◆ Action item: Each line that contains "sites" needs to be copied from the listing.

● ● ● ●

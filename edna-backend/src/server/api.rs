use axum::{
    Router,
    routing::{delete, get, post},
};

use super::AppState;
use crate::db::model::{
    person::NewPerson,
    project::NewProject,
    sample::SubCoreSample,
    sample_type::NewSampleType,
    site::{NewSite, Site},
    survey::{NewSurvey, SurveyBundle, SurveySummary},
};
use handler::{
    by_id, by_query, delete_filter_sample, export_ena, import_field_samples,
    import_filter_samples, write,
};

mod error;
mod handler;

pub(super) fn router() -> Router<AppState> {
    Router::new()
        .route("/field-sites", post(write::<NewSite>))
        .route("/field-sites/{site_id}", get(by_id::<Site>))
        .route("/projects", post(write::<NewProject>))
        .route("/people", post(write::<NewPerson>))
        .route("/sample-types", post(write::<NewSampleType>))
        .route("/field-surveys", post(write::<NewSurvey>))
        .route("/field-surveys/{survey_id}", get(by_id::<SurveyBundle>))
        .route("/field-surveys/query", post(by_query::<SurveySummary>))
        .route("/field-surveys/{survey_id}/ena", get(export_ena))
        .route("/subcore-samples", post(write::<SubCoreSample>))
        .route("/imports/filter-samples", post(import_filter_samples))
        .route("/imports/field-samples", post(import_field_samples))
        .route("/filter-samples/{sample_id}", delete(delete_filter_sample))
}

● ● ● ●

◆ Written reply:
        .route("/field-sites", post(write::<NewSite>))
        .route("/field-sites/{site_id}", get(by_id::<Site>))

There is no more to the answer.